Perspective: Environment and health
Quotable (1) American attitudes toward pesticides c. 1990
“[Two EPA surveys of non-occupational pesticide use in the US published in the early 1990’s indicated that] people choose to use and store pesticides indoors in their homes (approximately 85%). They don’t take many precautions when they apply them themselves (no precautions with approximately 60% of sprayed products). Nor do they recall learning of precautions to take from the labels of self-applied pesticides or from materials given them by pesticide applicators (75%). They don’t know what pesticides have been applied to their residences by previous residents, and they don’t keep track of what they have used themselves.” From “Pesticides in the home,” The Human Ecologist #60, Winter 1993.
"Problems with human health and problems within the environment are , in most cases, so intertwined as to be inseparable.

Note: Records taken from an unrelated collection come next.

impl Orchestrator {
    pub fn builder() -> OrchestratorBuilder {
        OrchestratorBuilder::default()
    }

    pub fn max_concurrent_tasks(&self) -> usize {
        self.inner.max_concurrent
    }

    pub fn events(&self) -> &Arc<EventBus> {
        &self.inner.events
    }

    /// Plan, store and enqueue a task, then run the scheduling pass.
    ///
    /// Must be called from within a Tokio runtime.
    ///
    /// # Errors
    /// `Error::Planning` for a blank description or an infeasible plan;
    /// nothing is stored in that case.
    pub fn create_task(&self, description: &str, category: TaskCategory) -> Result<Task> {
        let task = self.inner.planner.plan_feasible(description, category)?;
        let id = task.id;
        {
            let mut state = self.inner.state.lock();
            state.tasks.insert(id, task.clone());
            state.queue.push_back(id);
        }
        tlog!(
            "Task {} created ({}, {} steps): {}",
            id.short(),
            category,
            task.steps.len(),
            task.description
        );
        self.persist();
        self.inner.events.emit(TaskEvent::Created {
            task_id: id,
            category,
        });
        self.inner.changed.notify_waiters();
        self.schedule();
        Ok(task)
    }

    /// Admit queued tasks while there is spare capacity.
    fn schedule(&self) {
        let mut admitted = Vec::new();
        {
            let mut guard = self.inner.state.lock();
            let state = &mut *guard;
            loop {
                if state.running.len() >= self.inner.max_concurrent {
                    break;
                }
                let Some(id) = state.queue.pop_front() else {
                    break;
                };
                let Some(task) = state.tasks.get(&id) else {
                    continue;
                };
                if task.is_finished() {
                    continue;
                }
                let token = CancellationToken::new();
                state.running.insert(id, token.clone());
                admitted.push((task.clone(), token));
            }
        }

        for (task, token) in admitted {
            tlog_debug!(
                "Scheduler: dispatching task {} ({} slots)",
                task.id.short(),
                self.inner.max_concurrent
            );
            self.dispatch(task, token);
        }
    }

    fn dispatch(&self, task: Task, token: CancellationToken) {
        let id = task.id;
        let inner = self.inner.clone();
        tokio::spawn(async move {
            // A nested spawn turns a panicking worker into a JoinError we can record.
            let run = {
                let inner = inner.clone();
                let token = token.clone();
                let mut task = task;
                tokio::spawn(async move {
                    let checkpoint = |t: &Task| inner.checkpoint(t);
                    let result = inner.executor.run(&mut task, &token, &checkpoint).await;
                    (task, result)
                })
            };

            let end = match run.await {
                Ok((task, Ok(outcome))) => RunEnd::Finished(Box::new(task), outcome.logs),
                Ok((task, Err(e))) => {
                    tlog_debug!("Scheduler: task {} not run: {}", id.short(), e);
                    RunEnd::Finished(Box::new(task), Vec::new())
                }
                Err(e) => RunEnd::Crashed(e.to_string()),
            };
            Orchestrator { inner }.finish(id, end);
        });
    }

    /// Record the end of a run, free its slot and refill the running set.
    fn finish(&self, id: TaskId, end: RunEnd) {
        let now = self.inner.clock.now();
        let mut status_change = None;
        let recorded = {
            let mut state = self.inner.state.lock();
            state.running.remove(&id);
            match state.tasks.get(&id).cloned() {
                None => false,
                Some(current) => {
                    let (mut task, logs) = match end {
                        RunEnd::Finished(task, logs) => (*task, logs),
                        RunEnd::Crashed(message) => {
                            let err = Error::Orchestration(message);
                            tlog_error!("Task {} crashed: {}", id.short(), err);
                            let mut task = current.clone();
                            for step in task
                                .steps
                                .iter_mut()
                                .filter(|s| s.status == StepStatus::InProgress)
                            {
                                step.mark_failed(&err.to_string(), now);
                            }
                            let from = task.status;
                            task.fail(&err.to_string(), now);
                            status_change = Some((from, task.status));
                            (task, Vec::new())
                        }
                    };
                    if current.status == TaskStatus::Cancelled
                        && task.status != TaskStatus::Cancelled
                    {
                        task.mark_cancelled(now);
                    }
                    let report = self.inner.reporter.generate(&task, &logs);
                    state.reports.insert(id, report);
                    state.tasks.insert(id, task);
                    true
                }
            }
        };

        if recorded {
            tlog_debug!("Scheduler: task {} finished, report stored", id.short());
            self.persist();
            if let Some((from, to)) = status_change {
                self.inner.events.status_changed(id, from, to);
            }
            self.inner.events.emit(TaskEvent::Updated { task_id: id });
            self.inner.events.emit(TaskEvent::ReportReady { task_id: id });
        }
        self.inner.changed.notify_waiters();
        self.schedule();
    }

    /// Cancel a queued or running task.
    ///
    /// A queued task is removed from the queue and never dispatched. A
    /// running task is flagged cancelled at once and stops at its next step
    /// boundary; it leaves the running set when that run returns. Returns
    /// false for unknown or already finished tasks.
    pub fn cancel_task(&self, id: TaskId) -> bool {
        let now = self.inner.clock.now();
        let mut report_ready = false;
        let cancelled = {
            let mut guard = self.inner.state.lock();
            let state = &mut *guard;
            let Some(task) = state.tasks.get_mut(&id) else {
                return false;
            };
            // A run can reach a terminal status before `finish` frees its slot.
            if task.is_finished() {
                return false;
            }

            if let Some(pos) = state.queue.iter().position(|q| *q == id) {
                state.queue.remove(pos);
                let from = task.status;
                task.mark_cancelled(now);
                self.inner.events.status_changed(id, from, task.status);
                let report = self.inner.reporter.generate(task, &[]);
                state.reports.insert(id, report);
                report_ready = true;
                true
            } else if let Some(token) = state.running.get(&id) {
                token.cancel();
                if !self.inner.executor.cancel(task) {
                    let from = task.status;
                    task.mark_cancelled(now);
                    self.inner.events.status_changed(id, from, task.status);
                }
                true
            } else {
                false
            }
        };

        if cancelled {
            tlog!("Task {} cancelled", id.short());
            self.persist();
            if report_ready {
                self.inner.events.emit(TaskEvent::ReportReady { task_id: id });
            }
            self.inner.changed.notify_waiters();
        }
        cancelled
    }

    /// Remove a task and its report. A running task is cancelled first.
    pub fn delete_task(&self, id: TaskId) -> bool {
        let removed = {
            let mut state = self.inner.state.lock();
            let removed = state.tasks.remove(&id).is_some();
            state.reports.remove(&id);
            state.queue.retain(|q| *q != id);
            if let Some(token) = state.running.get(&id) {
                token.cancel();
            }
            removed
        };
        if removed {
            tlog!("Task {} deleted", id.short());
            self.persist();
            self.inner.events.emit(TaskEvent::Deleted { task_id: id });
            self.inner.changed.notify_waiters();
        }
        removed
    }

    pub fn get_task_status(&self, id: TaskId) -> Option<Task> {
        self.inner.state.lock().tasks.get(&id).cloned()
    }

    /// Every task, oldest first.
    pub fn get_all_tasks(&self) -> Vec<Task> {
        let mut tasks: Vec<Task> = self.inner.state.lock().tasks.values().cloned().collect();
        tasks.sort_by(|a, b| {
            a.created_at
                .cmp(&b.created_at)
                .then_with(|| a.id.0.cmp(&b.id.0))
        });
        tasks
    }

    pub fn get_tasks_by_status(&self, status: TaskStatus) -> Vec<Task> {
        self.get_all_tasks()
            .into_iter()
            .filter(|t| t.status == status)
            .collect()
    }

    pub fn get_report(&self, id: TaskId) -> Option<Report> {
        self.inner.state.lock().reports.get(&id).cloned()
    }

    pub fn get_all_reports(&self) -> Vec<Report> {
        let mut reports: Vec<Report> = self.inner.state.lock().reports.values().cloned().collect();
        reports.sort_by(|a, b| a.created_at.cmp(&b.created_at));
        reports
    }

    pub fn get_stats(&self) -> OrchestratorStats {
        let state = self.inner.state.lock();
        let mut stats = OrchestratorStats {
            total: state.tasks.len(),
            queued: state.queue.len(),
            running: state.running.len(),
            max_concurrent_tasks: self.inner.max_concurrent,
            ..Default::default()
        };
        for task in state.tasks.values() {
            match task.status {
                TaskStatus::Pending => stats.pending += 1,
                TaskStatus::InProgress => stats.in_progress += 1,
                TaskStatus::Retrying => stats.retrying += 1,
                TaskStatus::Completed => stats.completed += 1,
                TaskStatus::Failed => stats.failed += 1,
                TaskStatus::Cancelled => stats.cancelled += 1,
            }
        }
        stats
    }

    pub fn running_count(&self) -> usize {
        self.inner.state.lock().running.len()
    }

    pub fn queued_count(&self) -> usize {
        self.inner.state.lock().queue.len()
    }

    pub fn is_running(&self, id: TaskId) -> bool {
        self.inner.state.lock().running.contains_key(&id)
    }

    /// Wait until the task is terminal and out of the running set.
    ///
    /// The final snapshot has been written by the time this returns.
    /// Returns `None` if the task does not exist or gets deleted.
    pub async fn wait_for(&self, id: TaskId) -> Option<Task> {
        let task = loop {
            let notified = self.inner.changed.notified();
            tokio::pin!(notified);
            notified.as_mut().enable();
            {
                let state = self.inner.state.lock();
                let task = state.tasks.get(&id)?;
                if task.is_finished() && !state.running.contains_key(&id) {
                    break task.clone();
                }
            }
            notified.await;
        };
        self.flush().await;
        Some(task)
    }

    /// Wait until nothing is queued or running and the state is on disk.
    pub async fn wait_idle(&self) {
        loop {
            let notified = self.inner.changed.notified();
            tokio::pin!(notified);
            notified.as_mut().enable();
            {
                let state = self.inner.state.lock();
                if state.queue.is_empty() && state.running.is_empty() {
                    break;
                }
            }
            notified.await;
        }
        self.flush().await;
    }

    /// Wait until every state change made so far has been saved.
    pub async fn flush(&self) {
        self.inner.writer.flush().await;
    }

    /// Queue every task and report for saving. Failures are logged only.
    fn persist(&self) {
        self.inner.persist();
    }
}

Problems within the environment may not become apparent until many years after their initiation or until human health is affected. Resolving these problems requires an understanding of the relationships between individual components of the environment. In other words, it is necessary to encompass all areas of environmental health, so that human health issues may be recognized before major health problems become established. Only when all areas of environmental health are considered can the interdependence of the environment and human life be recognized." --Gary E.R.Hook and George Lucier, Editors-in-chief, _Environmental Health Perspectives_ . In _Twenty Years of Environmental Health Research_ ( Washington DC: DHHS-PHS-NIH-NIEHS 1993).